Downtime has been a bugbear for organizations every since IT systems first started to be used, but according to a University of Chicago study, the causes of downtime are still often unknown. Doron Pinhas asks why this is still the case and looks at improvements that can be made.
Benjamin Franklin said: “Three may keep a secret, if two of them are dead.” Yet there are apparently some secrets time hasn't revealed – yet. One thing we haven't figured out is why service outages occur! A study by the University of Chicago, listing the usual reasons one would expect to see for outages concludes that the biggest reason for outages is – ‘unknown’.
That's especially telling, since IT activities, one would presume, are recorded in log files, and lend themselves to analysis. The study examined hundreds of service outages at companies that provide services via the cloud. And while the ‘usual suspects’ - bugs, upgrades, network or power issues, etc. - figured significantly, ‘unknown’ was still the single largest reason reported by IT administrators for outages. Meaning that even after a thorough, even forensic investigation, they couldn't figure out what caused the outage.
That's unacceptable, because outages can cost companies millions, and without knowledge of what caused an outage, there is no way to know how to prevent the next one.
As we all know, downtime is costly: but it's not just about the money; outages can mean a loss of reputation if the service is consumer facing (banking, finance, insurance, for example).
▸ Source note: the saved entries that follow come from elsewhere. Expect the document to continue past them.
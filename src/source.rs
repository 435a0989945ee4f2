use scopeguard::guard;

use crate::{
    backend::{DisplayBackend, SharedMemory},
    error::XShotResult,
    raster::BYTES_PER_PIXEL,
    rect::Rect,
};

/// Retrieves raw server pixels (B, G, R, pad) for a rectangle of the root
/// window.
pub trait PixelSource {
    fn fetch(&self, rect: Rect) -> XShotResult<Vec<u8>>;
}

/// Plain `GetImage`: the pixels travel in the reply.
pub struct ReplySource<'a, B> {
    backend: &'a B,
}

impl<'a, B: DisplayBackend> ReplySource<'a, B> {
    pub fn new(backend: &'a B) -> Self {
        ReplySource { backend }
    }
}

impl<B: DisplayBackend> PixelSource for ReplySource<'_, B> {
    fn fetch(&self, rect: Rect) -> XShotResult<Vec<u8>> {
        self.backend.get_image(rect)
    }
}

/// MIT-SHM `GetImage`: the server writes into a segment shared with us.
pub struct ShmSource<'a, B, M> {
    backend: &'a B,
    shm: &'a M,
}

impl<'a, B: DisplayBackend, M: SharedMemory> ShmSource<'a, B, M> {
    pub fn new(backend: &'a B, shm: &'a M) -> Self {
        ShmSource { backend, shm }
    }
}

struct Segment<S, P> {
    id: u32,
    mapping: Option<P>,
    attached: Option<S>,
}

impl<B: DisplayBackend, M: SharedMemory> PixelSource for ShmSource<'_, B, M> {
    fn fetch(&self, rect: Rect) -> XShotResult<Vec<u8>> {
        let size = rect.width() as usize * rect.height() as usize * BYTES_PER_PIXEL;
        let id = self.shm.create(size)?;

        // Released on every exit: server detach, then removal, then unmap.
        let mut segment = guard(
            Segment {
                id,
                mapping: None,
                attached: None,
            },
            |segment| {
                if let Some(attached) = segment.attached {
                    if let Err(err) = self.backend.shm_detach(attached) {
                        log::error!("shm detach of segment {} failed: {err}", segment.id);
                    }
                }
                if let Err(err) = self.shm.remove(segment.id) {
                    log::error!("shm remove of segment {} failed: {err}", segment.id);
                }
                if let Some(mapping) = segment.mapping {
                    if let Err(err) = self.shm.unmap(mapping) {
                        log::error!("shm unmap of segment {} failed: {err}", segment.id);
                    }
                }
            },
        );

        let attached = self.backend.shm_attach(id)?;
        segment.attached = Some(attached);
        let mapping = segment.mapping.insert(self.shm.map(id)?);

        self.backend.shm_get_image(attached, rect)?;
        self.shm.read(mapping, size)
    }
}
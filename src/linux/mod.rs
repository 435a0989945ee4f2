mod sysv_shm;
mod xorg_backend;

pub use sysv_shm::{SysVMapping, SysVShm};
pub use xorg_backend::XcbBackend;

use crate::{
    capture::connect_and_capture,
    config::CaptureConfig,
    connection::ConnectionManager,
    error::XShotResult,
    layout::{DisplayLayout, bounds_of, count_displays, query_layout},
    raster::{PackedAllocator, Raster},
    rect::Rect,
};

static CONNECTION: ConnectionManager<XcbBackend> = ConnectionManager::new();

/// The process-wide display connection, opened on first use.
pub fn connection() -> XShotResult<&'static XcbBackend> {
    CONNECTION.get_or_connect(XcbBackend::connect)
}

/// Captures a rectangle given relative to the primary display.
pub fn capture(x: i32, y: i32, width: u32, height: u32) -> XShotResult<Raster> {
    capture_with_config(CaptureConfig::from_env(), x, y, width, height)
}

pub fn capture_with_config(
    config: CaptureConfig,
    x: i32,
    y: i32,
    width: u32,
    height: u32,
) -> XShotResult<Raster> {
    connect_and_capture(
        connection,
        &SysVShm,
        &PackedAllocator,
        config,
        x,
        y,
        width,
        height,
    )
}

/// Current display layout; errors are propagated.
pub fn display_layout() -> XShotResult<DisplayLayout> {
    query_layout(connection()?, CaptureConfig::from_env().primary)
}

/// Number of active displays, 0 if the server cannot be queried.
pub fn num_active_displays() -> usize {
    count_displays(connection(), CaptureConfig::from_env().primary)
}

/// Bounds of display `index` relative to the primary display's origin.
/// Returns [`Rect::ZERO`] for an unknown index or when the query fails.
pub fn display_bounds(index: usize) -> Rect {
    bounds_of(connection(), CaptureConfig::from_env().primary, index)
}
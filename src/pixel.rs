use crate::{
    error::{XShotError, XShotResult},
    raster::{BYTES_PER_PIXEL, Raster},
    rect::Rect,
};

pub const OPAQUE_BLACK: [u8; 4] = [0, 0, 0, 255];

/// Writes one server pixel (blue, green, red, pad) as red, green, blue and
/// full alpha. `src` needs at least 3 bytes, `dst` at least 4.
#[inline]
pub fn bgrx_to_rgba(src: &[u8], dst: &mut [u8]) {
    dst[0] = src[2];
    dst[1] = src[1];
    dst[2] = src[0];
    dst[3] = 255;
}

/// Paints every visible pixel with opaque black; row padding is left alone.
pub fn fill_opaque_black(raster: &mut Raster) {
    let row_bytes = raster.width() as usize * BYTES_PER_PIXEL;
    let stride = raster.stride();
    let height = raster.height() as usize;
    if row_bytes == 0 {
        return;
    }

    for row in raster.as_bytes_mut().chunks_exact_mut(stride).take(height) {
        for px in row[..row_bytes].chunks_exact_mut(BYTES_PER_PIXEL) {
            px.copy_from_slice(&OPAQUE_BLACK);
        }
    }
}

/// Copies `raw`, the server bytes for `transfer`, into `raster` whose top-left
/// corner sits at `origin`. `transfer` and `origin` are in virtual-desktop
/// coordinates and `transfer` must lie inside the raster.
pub fn blit(
    raw: &[u8],
    transfer: Rect,
    origin: (i32, i32),
    raster: &mut Raster,
) -> XShotResult<()> {
    if transfer.is_empty() {
        return Ok(());
    }

    let src_row_bytes = transfer.width() as usize * BYTES_PER_PIXEL;
    let expected = src_row_bytes * transfer.height() as usize;
    if raw.len() < expected {
        return Err(XShotError::protocol(format!(
            "image data too short: got {} bytes, expected {expected}",
            raw.len()
        )));
    }

    let dst_col = (transfer.min_x - origin.0) as usize * BYTES_PER_PIXEL;
    let dst_row = (transfer.min_y - origin.1) as usize;
    let stride = raster.stride();
    let pixels = raster.as_bytes_mut();

    for (row, src) in raw[..expected].chunks_exact(src_row_bytes).enumerate() {
        let start = (dst_row + row) * stride + dst_col;
        let dst = &mut pixels[start..start + src_row_bytes];

        for (src_px, dst_px) in src
            .chunks_exact(BYTES_PER_PIXEL)
            .zip(dst.chunks_exact_mut(BYTES_PER_PIXEL))
        {
            bgrx_to_rgba(src_px, dst_px);
        }
    }

    Ok(())
}
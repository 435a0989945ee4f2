use std::any::Any;

use thiserror::Error;

#[derive(Debug, Clone, PartialEq, Eq, Error)]
pub enum XShotError {
    #[error("connection error: {0}")]
    Connection(String),
    #[error("extension unavailable: {0}")]
    ExtensionUnavailable(String),
    #[error("protocol error: {0}")]
    Protocol(String),
    #[error("resource error: {0}")]
    Resource(String),
    #[error("internal fault: {0}")]
    InternalFault(String),
    #[error("invalid argument: {0}")]
    InvalidArgument(String),
}

impl XShotError {
    pub fn connection<S: ToString>(err: S) -> Self {
        XShotError::Connection(err.to_string())
    }

    pub fn extension_unavailable<S: ToString>(err: S) -> Self {
        XShotError::ExtensionUnavailable(err.to_string())
    }

    pub fn protocol<S: ToString>(err: S) -> Self {
        XShotError::Protocol(err.to_string())
    }

    pub fn resource<S: ToString>(err: S) -> Self {
        XShotError::Resource(err.to_string())
    }

    pub fn invalid_argument<S: ToString>(err: S) -> Self {
        XShotError::InvalidArgument(err.to_string())
    }

    /// Converts a panic payload caught at the capture boundary.
    pub(crate) fn from_panic(payload: Box<dyn Any + Send>) -> Self {
        let message = if let Some(message) = payload.downcast_ref::<&str>() {
            (*message).to_string()
        } else if let Some(message) = payload.downcast_ref::<String>() {
            message.clone()
        } else {
            String::from("unknown panic")
        };

        XShotError::InternalFault(message)
    }
}

pub type XShotResult<T> = Result<T, XShotError>;

#[cfg(target_os = "linux")]
impl From<xcb::ConnError> for XShotError {
    fn from(value: xcb::ConnError) -> Self {
        XShotError::Connection(value.to_string())
    }
}

#[cfg(target_os = "linux")]
impl From<xcb::Error> for XShotError {
    fn from(value: xcb::Error) -> Self {
        match value {
            xcb::Error::Connection(err) => XShotError::from(err),
            xcb::Error::Protocol(err) => XShotError::from(err),
        }
    }
}

#[cfg(target_os = "linux")]
impl From<xcb::ProtocolError> for XShotError {
    fn from(value: xcb::ProtocolError) -> Self {
        XShotError::Protocol(format!("{value:?}"))
    }
}

impl From<image::ImageError> for XShotError {
    fn from(value: image::ImageError) -> Self {
        XShotError::InternalFault(value.to_string())
    }
}
use std::{io, ptr, ptr::NonNull, slice};

use crate::{
    backend::SharedMemory,
    error::{XShotError, XShotResult},
};

/// System V shared memory, the flavour MIT-SHM attaches to.
#[derive(Debug, Default, Clone, Copy)]
pub struct SysVShm;

#[derive(Debug)]
pub struct SysVMapping {
    addr: NonNull<libc::c_void>,
    size: usize,
}

impl SharedMemory for SysVShm {
    type Mapping = SysVMapping;

    fn create(&self, size: usize) -> XShotResult<u32> {
        let shmid = unsafe { libc::shmget(libc::IPC_PRIVATE, size, libc::IPC_CREAT | 0o600) };
        if shmid < 0 {
            return Err(XShotError::resource(format!(
                "shmget({size}) failed: {}",
                io::Error::last_os_error()
            )));
        }

        Ok(shmid as u32)
    }

    fn map(&self, id: u32) -> XShotResult<SysVMapping> {
        let addr = unsafe { libc::shmat(id as libc::c_int, ptr::null(), 0) };
        if addr as isize == -1 {
            return Err(XShotError::resource(format!(
                "shmat({id}) failed: {}",
                io::Error::last_os_error()
            )));
        }
        let addr = NonNull::new(addr).ok_or_else(|| XShotError::resource("shmat returned null"))?;

        let mut stat: libc::shmid_ds = unsafe { std::mem::zeroed() };
        let size = if unsafe { libc::shmctl(id as libc::c_int, libc::IPC_STAT, &mut stat) } == 0 {
            stat.shm_segsz as usize
        } else {
            0
        };

        Ok(SysVMapping { addr, size })
    }

    fn read(&self, mapping: &SysVMapping, len: usize) -> XShotResult<Vec<u8>> {
        if len > mapping.size {
            return Err(XShotError::resource(format!(
                "read of {len} bytes from a {} byte segment",
                mapping.size
            )));
        }

        let bytes = unsafe { slice::from_raw_parts(mapping.addr.as_ptr() as *const u8, len) };

        Ok(bytes.to_vec())
    }

    fn unmap(&self, mapping: SysVMapping) -> XShotResult<()> {
        if unsafe { libc::shmdt(mapping.addr.as_ptr()) } != 0 {
            return Err(XShotError::resource(format!(
                "shmdt failed: {}",
                io::Error::last_os_error()
            )));
        }

        Ok(())
    }

    fn remove(&self, id: u32) -> XShotResult<()> {
        if unsafe { libc::shmctl(id as libc::c_int, libc::IPC_RMID, ptr::null_mut()) } != 0 {
            return Err(XShotError::resource(format!(
                "shmctl({id}, IPC_RMID) failed: {}",
                io::Error::last_os_error()
            )));
        }

        Ok(())
    }
}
Customers expect 24/7 availability in many cases, and when they don't get it, they tend to vent, often complaining on social media. For companies where the service outage is internal, the cost could be high in reduced motivation, greater frustration, and lower productivity from employees. And if the service offered is available to a restricted professional community – which is likely to be paying for access to it – it's a given that when news gets out about the outage, the service's competitors will be lining up to convince customers to go with their ‘more reliable’ offering.
So, there is a great deal at stake for companies in preventing outages – and one can be sure they are throwing all resources possible into making sure they do not happen. Yet ‘unknown’ remains the biggest reason for outages – meaning that with all of their efforts, companies are not getting to the bottom of the problem, nor are they coming up with ways to guarantee they do not happen again.
Why is it so difficult to track down the cause of outages? Because in a typical, complex, modern IT infrastructure, new features are introduced all the time, and must be configured correctly across all IT layers (compute, storage, networking, orchestration) in order to achieve resilience. A prodigious task to begin with, is further complicated by the almost daily stream of updates and changes made by in-house and third-party IT teams, some of which can negatively affect the system in unpredicted ways as well as lead to misconfigurations. Due to the online nature of most modern applications, it isn't possible to pause for thorough testing after each change – so it’s no wonder the risk remains an unknown quantity. As a result, maintaining the highest levels of IT resilience is becoming increasingly harder. In one sense, it's a disaster waiting to happen.
What can be done? It's obvious that human IT personnel can't solve this. There are just too many things to look for, too many potential points of failure. If an IT team were to try and figure out the reason for an outage on their own, it could potentially take months – and with the costs of outages so high and ‘three 9's’ uptime – or more - demanded today, that obviously won't fly.
Instead, IT teams need to implement the right processes, and introduce quality assurance automation by utilizing tools that can do the detective work for them. Fortunately, there are today excellent IT resilience assurance tools that can automatically parse through systems and determine where a point of failure has been introduced, and ensure three 9 service. Key capabilities to look for in these tools include support for a wide set of IT layers and technology stacks; the ability to connect to existing ITSM and CMDB tools, and to provide business awareness, and built-in libraries of industry best practices and knowledge.
When IT downtime strikes, there's a tendency to over-analyze the incident – with teams poring through log files, conducting a forensic investigation into what happened, and how to make sure it doesn't happen again. It's an understandable, perhaps even natural, response – but as we've seen, there's little to be gained from this kind of retrospection. Instead, the takeaway IT teams should take from an outage is that they need to adopt a proactive approach in order to prevent another outage – ensuring that all bases are covered, so that any potential outage is nipped in the bud before it even happens.
It's not just about adopting the appropriate tools; it's about adopting an appropriate attitude – moving from trying to figure out the unknown and groping about in the dark for answers, to adopting a system that can measure and predict the variables that cause outages. It's a journey from the unknown to the known – and with that knowledge, organizations can ensure that they don't become victims of outages.
Doron Pinhas is CTO of Continuity Software.